==== DATA UNDER STUDY ====
//! Клиентская библиотека социальной ленты поверх GraphQL API.
//!
//! Предоставляет:
//! - `FeedClient`: типизированные операции API (вход, твиты, лайки, подписки);
//! - `GraphqlClient`: слой авторизованных запросов с однократным обновлением токенов;
//! - `FeedPaginator`: постраничную загрузку ленты с отменой устаревших загрузок;
//! - `TweetInteraction`: локальное состояние лайков/ретвитов одного твита;
//! - `Composer`, `SignInForm`, `SignUpForm`: состояние форм.
//!
//! Сессия (`Session`) передаётся явно и хранит токены в `TokenStore`
//! под ключами `accessToken` / `refreshToken`.
#![warn(missing_docs)]

mod composer;
mod error;
mod forms;
mod graphql;
mod interaction;
mod models;
mod paginator;
mod queries;
mod request;
mod session;
mod storage;
mod transport;

#[cfg(test)]
mod testing;

use std::sync::Arc;
use std::time::Duration;

use serde_json::{Value, json};
use tracing::debug;

pub use composer::{ComposeTarget, Composer, MAX_TWEET_LENGTH};
pub use error::{FeedClientError, FeedClientResult};
pub use forms::{FormErrors, SignInForm, SignUpForm};
pub use graphql::{ApiErrors, ErrorMessage, FieldError, GraphqlError, GraphqlRequest, GraphqlResponse};
pub use interaction::TweetInteraction;
pub use models::{
    AuthResponse, AuthTokens, FindUserInput, SignUpInput, Tweet, TweetPage, TweetRef, TweetWhere,
    User, UserFilter, UserRef,
};
pub use paginator::{
    DEFAULT_PAGE_SIZE, FeedFilter, FeedPaginator, LoadOutcome, LoadStatus, PendingLoad,
    ScrollPosition,
};
pub use request::GraphqlClient;
pub use session::Session;
pub use storage::{
    ACCESS_TOKEN_KEY, FileTokenStore, MemoryTokenStore, REFRESH_TOKEN_KEY, TokenStore,
};
pub use transport::{GraphqlTransport, HttpTransport};

const STATUS_NOT_FOUND: u16 = 404;

#[derive(Debug, Clone)]
/// Клиент API социальной ленты.
///
/// Клоны разделяют транспорт и сессию.
pub struct FeedClient {
    graphql: GraphqlClient,
}

impl FeedClient {
    /// Создаёт клиент поверх произвольного транспорта.
    pub fn new(transport: Arc<dyn GraphqlTransport>, session: Session) -> Self {
        Self {
            graphql: GraphqlClient::new(transport, session),
        }
    }

    /// Создаёт клиент с HTTP-транспортом и новой сессией поверх `store`.
    pub fn http(
        endpoint: impl Into<String>,
        timeout: Duration,
        store: Arc<dyn TokenStore>,
    ) -> FeedClientResult<Self> {
        let transport = HttpTransport::with_timeout(endpoint, timeout)?;
        Ok(Self::new(Arc::new(transport), Session::new(store)))
    }

    /// Сессия клиента.
    pub fn session(&self) -> &Session {
        self.graphql.session()
    }

    /// Слой запросов (для собственных операций).
    pub fn graphql(&self) -> &GraphqlClient {
        &self.graphql
    }

    /// Вход по email и паролю. Сохраняет пользователя и токены в сессии.
    pub async fn sign_in(&self, email: &str, password: &str) -> FeedClientResult<AuthResponse> {
        let request = GraphqlRequest::new(
            queries::sign_in(),
            json!({ "email": email, "password": password }),
        );
        let auth: AuthResponse = self.graphql.require_field(&request, "SignIn").await?;
        self.session().sign_in(&auth)?;
        Ok(auth)
    }

    /// Регистрация. Сохраняет пользователя и токены в сессии.
    pub async fn sign_up(&self, input: &SignUpInput) -> FeedClientResult<AuthResponse> {
        let request = GraphqlRequest::new(queries::sign_up(), json!({ "input": input }));
        let auth: AuthResponse = self.graphql.require_field(&request, "SignUp").await?;
        self.session().sign_in(&auth)?;
        Ok(auth)
    }

    /// Загружает профиль по текущему токену и делает его пользователем сессии.
    pub async fn authenticate(&self) -> FeedClientResult<User> {
        let request = GraphqlRequest::without_variables(queries::profile());
        let user: User = self.graphql.require_field(&request, "Profile").await?;
        self.session().set_user(user.clone());
        Ok(user)
    }

    /// Восстанавливает сессию при старте: если токены сохранены, запрашивает профиль.
    pub async fn restore_session(&self) -> FeedClientResult<Option<User>> {
        if self.session().tokens().is_none() {
            return Ok(None);
        }
        match self.authenticate().await {
            Ok(user) => Ok(Some(user)),
            Err(err) if err.is_unauthorized() => Ok(None),
            Err(err) => Err(err),
        }
    }

    /// Выход: очищает пользователя и токены.
    pub fn logout(&self) -> FeedClientResult<()> {
        self.session().logout()
    }

    /// Публикует твит.
    pub async fn create_tweet(&self, text: &str) -> FeedClientResult<Tweet> {
        let request = GraphqlRequest::new(
            queries::create_tweet(),
            json!({ "input": { "text": text } }),
        );
        self.graphql.require_field(&request, "CreateTweet").await
    }

    /// Отвечает на твит `tweet_id`.
    pub async fn reply_tweet(&self, tweet_id: &str, text: &str) -> FeedClientResult<Tweet> {
        let request = GraphqlRequest::new(
            queries::reply_tweet(),
            json!({ "input": { "id": tweet_id, "text": text } }),
        );
        self.graphql.require_field(&request, "ReplyTweet").await
    }

    /// Ставит или снимает лайк (сервер переключает состояние).
    pub async fn like_tweet(&self, tweet_id: &str) -> FeedClientResult<()> {
        self.acknowledge(queries::LIKE_TWEET, tweet_id, "LikeTweet").await
    }

    /// Делает или отменяет ретвит.
    pub async fn retweet_tweet(&self, tweet_id: &str) -> FeedClientResult<()> {
        self.acknowledge(queries::RETWEET, tweet_id, "Retweet").await
    }

    /// Удаляет твит.
    pub async fn delete_tweet(&self, tweet_id: &str) -> FeedClientResult<()> {
        let request = GraphqlRequest::new(queries::DELETE_TWEET, json!({ "id": tweet_id }));
        let deleted: bool = self.graphql.require_field(&request, "DeleteTweet").await?;
        if !deleted {
            return Err(FeedClientError::MissingData("DeleteTweet"));
        }
        Ok(())
    }

    /// Подписывается на пользователя или отписывается от него.
    ///
    /// Возвращает обновлённого пользователя; список подписок пользователя
    /// сессии синхронизируется по его `followers`.
    pub async fn follow_user(&self, user_id: &str) -> FeedClientResult<User> {
        let request = GraphqlRequest::new(queries::follow_user(), json!({ "id": user_id }));
        let target: User = self.graphql.require_field(&request, "FollowUser").await?;

        if let Some(me) = self.session().current_user_id() {
            let followed = target.is_followed_by(&me);
            self.session().set_following(&target, followed);
        }
        Ok(target)
    }

    /// Страница ленты, отсортированная по дате создания по убыванию.
    pub async fn paginate_tweets(
        &self,
        skip: u32,
        take: u32,
        filter: &[TweetWhere],
    ) -> FeedClientResult<TweetPage> {
        let request = GraphqlRequest::new(
            queries::pagination_tweet(),
            json!({
                "skip": skip,
                "take": take,
                "sortBy": { "createdAt": "DESC" },
                "where": filter,
            }),
        );
        debug!(skip, take, "loading tweet page");
        self.graphql.require_field(&request, "PaginationTweet").await
    }

    /// Твит по идентификатору; `None`, если не найден.
    pub async fn find_tweet(&self, tweet_id: &str) -> FeedClientResult<Option<Tweet>> {
        let request = GraphqlRequest::new(queries::find_tweet(), json!({ "id": tweet_id }));
        not_found_as_none(self.graphql.query_field(&request, "FindOneTweet").await)
    }

    /// Пользователь по логину или email; `None`, если не найден.
    pub async fn find_user(&self, input: &FindUserInput) -> FeedClientResult<Option<User>> {
        let request = GraphqlRequest::new(queries::find_user(), json!({ "input": input }));
        not_found_as_none(self.graphql.query_field(&request, "FindOneUser").await)
    }

    /// Занят ли логин (проверка перед регистрацией).
    pub async fn is_username_taken(&self, username: &str) -> FeedClientResult<bool> {
        self.user_exists(FindUserInput::Username(username.to_lowercase()))
            .await
    }

    /// Занят ли email (проверка перед регистрацией).
    pub async fn is_email_taken(&self, email: &str) -> FeedClientResult<bool> {
        self.user_exists(FindUserInput::Email(email.to_lowercase())).await
    }

    async fn user_exists(&self, input: FindUserInput) -> FeedClientResult<bool> {
        let request = GraphqlRequest::new(queries::USER_EXISTS, json!({ "input": input }));
        let found: Option<UserRef> =
            not_found_as_none(self.graphql.query_field(&request, "FindOneUser").await)?;
        Ok(found.is_some())
    }

    async fn acknowledge(
        &self,
        query: &str,
        tweet_id: &str,
        field: &'static str,
    ) -> FeedClientResult<()> {
        let request = GraphqlRequest::new(query, json!({ "id": tweet_id }));
        let _: Value = self.graphql.require_field(&request, field).await?;
        Ok(())
    }
}

fn not_found_as_none<T>(result: FeedClientResult<Option<T>>) -> FeedClientResult<Option<T>> {
    match result {
        Err(err) if err.status() == Some(STATUS_NOT_FOUND) => Ok(None),
        other => other,
    }
}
====
TASK BRIEF: Your task is to count the lines of the records that contain "сессию". Answer with only that number.

EXERCISE ANSWER: 2